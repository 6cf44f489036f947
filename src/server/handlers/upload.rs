// file upload handler

use axum::{
    extract::{Multipart, State},
    Json,
};
use serde::Serialize;
use std::path::Path;
use tracing::{debug, info, instrument};

use crate::pipeline::{self, dedup, MergeOutcome, RequestBatch, UploadedPart};
use crate::server::app::AppState;
use crate::server::uploads::UploadError;

/// multipart text field naming the destination subfolder
pub const SUB_FOLDER_FIELD: &str = "subFolder";

#[derive(Debug, Serialize)]
pub struct UploadResponse {
    pub success: bool,
    pub message: String,
    pub files: Vec<UploadedFile>,
}

/// one accepted part; `path` is the merged file now holding its bytes
#[derive(Debug, Serialize)]
pub struct UploadedFile {
    pub originalname: String,
    pub path: String,
}

impl UploadedFile {
    fn merged(part: &UploadedPart, destination: &Path) -> Self {
        Self {
            originalname: part.original_name.clone(),
            path: destination.display().to_string(),
        }
    }
}

/// `POST /upload`: stage every file part, then dedup and merge them
#[instrument(skip(state, multipart))]
pub async fn handle_upload(
    State(state): State<AppState>,
    multipart: Multipart,
) -> Result<Json<UploadResponse>, UploadError> {
    info!("processing upload request");

    let batch = collect_batch(&state, multipart).await?;
    debug!(
        "received {} file part(s), sub folder {:?}",
        batch.parts.len(),
        batch.sub_folder
    );

    match pipeline::process_batch(&state.config, &state.locks, batch).await? {
        MergeOutcome::Merged {
            destination, parts, ..
        } => {
            info!("upload completed successfully: {}", destination.display());
            Ok(Json(UploadResponse {
                success: true,
                message: "files uploaded successfully".to_string(),
                files: parts
                    .iter()
                    .map(|part| UploadedFile::merged(part, &destination))
                    .collect(),
            }))
        }
        MergeOutcome::Rejected { duplicates } => Err(UploadError::Duplicates(duplicates)),
    }
}

/// read the whole body; parts staged so far are removed if reading fails
async fn collect_batch(
    state: &AppState,
    mut multipart: Multipart,
) -> Result<RequestBatch, UploadError> {
    let mut batch = RequestBatch::default();

    if let Err(err) = read_fields(state, &mut multipart, &mut batch).await {
        dedup::discard_all(&batch.parts).await;
        return Err(err);
    }

    Ok(batch)
}

async fn read_fields(
    state: &AppState,
    multipart: &mut Multipart,
    batch: &mut RequestBatch,
) -> Result<(), UploadError> {
    while let Some(field) = multipart.next_field().await? {
        let name = field.name().unwrap_or("").to_string();
        let filename = field.file_name().map(|s| s.to_string());

        debug!(
            "processing multipart field: {} (filename: {:?})",
            name, filename
        );

        match filename {
            // browsers send an empty filename for an empty file input
            Some(filename) if filename.is_empty() => continue,
            Some(filename) => {
                let part = state.staging.stage_field(&filename, field).await?;
                batch.parts.push(part);
            }
            None if name == SUB_FOLDER_FIELD => {
                batch.sub_folder = field.text().await?;
            }
            None => continue,
        }
    }

    Ok(())
}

-------

_Your instructions_
Using the data above, count the lines that include "Json" and write the number alone.

_Exercise answer_
3